En el viejo sobre que contiene estos papeles escribió Millán una leyenda: “Trabajos inéditos de Juana de Ibarbourou confiados a M. A. Millán para su publicación en América, Revista Antológica, en Montevideo, Uruguay, durante 1967 —y que él mantuvo traspapelados hasta la fecha, en su enorme y confuso archivo, por falta de actividad disciplinada y exceso de preocupaciones de toda suerte, de las que aún no se libera”.

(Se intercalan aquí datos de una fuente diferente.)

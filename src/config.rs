//! Optional TOML configuration for custom rename tables.
//!
//! ```toml
//! [meta]
//! name = "my-mapping"
//! label_keyword = "accessible_name"
//! import_module = "tkaria11y.widgets"
//!
//! [[rename]]
//! source = "tk.Button"
//! target = "AccessibleButton"
//! ```

use crate::table::{RenameEntry, RenameTable, DEFAULT_IMPORT_MODULE, DEFAULT_LABEL_KEYWORD};
use serde::Deserialize;
use std::fmt;
use std::fs;
use std::path::{Path, PathBuf};

#[derive(Debug, Deserialize, Default, Clone)]
pub struct TableConfig {
    #[serde(default)]
    pub meta: Metadata,
    #[serde(default, rename = "rename")]
    pub renames: Vec<RenameRule>,
}

#[derive(Debug, Deserialize, Clone)]
pub struct Metadata {
    #[serde(default)]
    pub name: String,
    #[serde(default)]
    pub description: Option<String>,
    #[serde(default = "default_label_keyword")]
    pub label_keyword: String,
    #[serde(default = "default_import_module")]
    pub import_module: String,
}

fn default_label_keyword() -> String {
    DEFAULT_LABEL_KEYWORD.to_string()
}

fn default_import_module() -> String {
    DEFAULT_IMPORT_MODULE.to_string()
}

impl Default for Metadata {
    fn default() -> Self {
        Self {
            name: String::new(),
            description: None,
            label_keyword: default_label_keyword(),
            import_module: default_import_module(),
        }
    }
}

#[derive(Debug, Deserialize, Clone)]
pub struct RenameRule {
    pub source: String,
    pub target: String,
}

impl TableConfig {
    pub fn validate(&self) -> Result<(), ValidationError> {
        let mut issues = Vec::new();

        if self.renames.is_empty() {
            issues.push(ValidationIssue::EmptyRenameList);
        }

        if self.meta.label_keyword.trim().is_empty() {
            issues.push(ValidationIssue::MissingField {
                rule: None,
                field: "meta.label_keyword",
            });
        }
        if self.meta.import_module.trim().is_empty() {
            issues.push(ValidationIssue::MissingField {
                rule: None,
                field: "meta.import_module",
            });
        }

        for rule in &self.renames {
            if rule.source.trim().is_empty() {
                issues.push(ValidationIssue::MissingField {
                    rule: Some(rule.target.clone()),
                    field: "source",
                });
            }
            if rule.target.trim().is_empty() {
                issues.push(ValidationIssue::MissingField {
                    rule: Some(rule.source.clone()),
                    field: "target",
                });
            }
        }

        // Targets must stay disjoint from source keys: a target that is
        // also a source would be rewritten again on the next pass,
        // breaking idempotence.
        for rule in &self.renames {
            if self.renames.iter().any(|other| other.source == rule.target) {
                issues.push(ValidationIssue::TargetCollidesWithSource {
                    target: rule.target.clone(),
                });
            }
        }

        if issues.is_empty() {
            Ok(())
        } else {
            Err(ValidationError { issues })
        }
    }

    /// Build the immutable rename table this config describes.
    pub fn into_table(self) -> RenameTable {
        let entries = self
            .renames
            .into_iter()
            .map(|rule| RenameEntry {
                source: rule.source,
                target: rule.target,
            })
            .collect();
        RenameTable::from_entries(entries, self.meta.label_keyword, self.meta.import_module)
    }
}

#[derive(Debug)]
pub enum ConfigError {
    Io {
        path: PathBuf,
        source: std::io::Error,
    },
    Toml {
        path: Option<PathBuf>,
        source: toml_edit::de::Error,
    },
    Validation {
        path: Option<PathBuf>,
        source: ValidationError,
    },
}

impl ConfigError {
    fn with_path(self, path: &Path) -> Self {
        let path = path.to_path_buf();
        match self {
            ConfigError::Toml { path: None, source } => ConfigError::Toml {
                path: Some(path),
                source,
            },
            ConfigError::Validation { path: None, source } => ConfigError::Validation {
                path: Some(path),
                source,
            },
            other => other,
        }
    }
}

impl fmt::Display for ConfigError {
    fn fmt(&self, f: &mut fmt::Formatter<'_>) -> fmt::Result {
        match self {
            ConfigError::Io { path, source } => {
                write!(
                    f,
                    "failed to read rename config from {}: {}",
                    path.display(),
                    source
                )
            }
            ConfigError::Toml { path, source } => match path {
                Some(path) => write!(
                    f,
                    "failed to parse rename config TOML ({}): {}",
                    path.display(),
                    source
                ),
                None => write!(f, "failed to parse rename config TOML: {}", source),
            },
            ConfigError::Validation { path, source } => match path {
                Some(path) => write!(f, "invalid rename config ({}): {}", path.display(), source),
                None => write!(f, "invalid rename config: {}", source),
            },
        }
    }
}

impl std::error::Error for ConfigError {
    fn source(&self) -> Option<&(dyn std::error::Error + 'static)> {
        match self {
            ConfigError::Io { source, .. } => Some(source),
            ConfigError::Toml { source, .. } => Some(source),
            ConfigError::Validation { source, .. } => Some(source),
        }
    }
}

pub fn load_from_str(input: &str) -> Result<TableConfig, ConfigError> {
    let config: TableConfig = toml_edit::de::from_str(input)
        .map_err(|source| ConfigError::Toml { path: None, source })?;
    config
        .validate()
        .map_err(|source| ConfigError::Validation { path: None, source })?;
    Ok(config)
}

pub fn load_from_path(path: impl AsRef<Path>) -> Result<TableConfig, ConfigError> {
    let path = path.as_ref();
    let contents = fs::read_to_string(path).map_err(|source| ConfigError::Io {
        path: path.to_path_buf(),
        source,
    })?;
    load_from_str(&contents).map_err(|error| error.with_path(path))
}

#[derive(Debug, Clone)]
pub struct ValidationError {
    pub issues: Vec<ValidationIssue>,
}

impl fmt::Display for ValidationError {
    fn fmt(&self, f: &mut fmt::Formatter<'_>) -> fmt::Result {
        for (idx, issue) in self.issues.iter().enumerate() {
            if idx > 0 {
                writeln!(f)?;
            }
            write!(f, "{issue}")?;
        }
        Ok(())
    }
}

impl std::error::Error for ValidationError {}

#[derive(Debug, Clone)]
pub enum ValidationIssue {
    EmptyRenameList,
    MissingField {
        rule: Option<String>,
        field: &'static str,
    },
    TargetCollidesWithSource {
        target: String,
    },
}

impl fmt::Display for ValidationIssue {
    fn fmt(&self, f: &mut fmt::Formatter<'_>) -> fmt::Result {
        match self {
            ValidationIssue::EmptyRenameList => write!(f, "config contains no rename rules"),
            ValidationIssue::MissingField { rule, field } => match rule {
                Some(rule) => write!(f, "rename rule '{rule}' missing required field '{field}'"),
                None => write!(f, "config missing required field '{field}'"),
            },
            ValidationIssue::TargetCollidesWithSource { target } => write!(
                f,
                "target '{target}' is also a source key; targets must be disjoint from sources"
            ),
        }
    }
}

Sigue Millán: “En un intento de reivindicación, así resulte muy dilatada, Millán pone este valioso lote de selecta literatura en manos de sus amigos Daniel González Dueñas y Alejandro Toledo, entusiastas y capaces promotores culturales para los fines que ellos tengan a bien dar”.

Es lo que hay: un sobre amarillo algo maltratado con diecinueve cuartillas originales de Juana de Ibarbourou y una nota que señala el hecho concreto de la entrega de esos papeles por la escritora al editor en 1967. Y se dice que los trabajos son inéditos. ¿Lo eran en 1967? Habría que ver cómo el tiempo ha operado sobre este material. Por ejemplo: si los textos mantienen (anticipo que no lo sé de cierto) su condición de inéditos. Y comento al paso que, por razones parecidas a las de Millán, estos papeles se me han traspapelado varias veces, y aparecie-ron hace poco en una caja de cartón, en la búsqueda de otros documentos.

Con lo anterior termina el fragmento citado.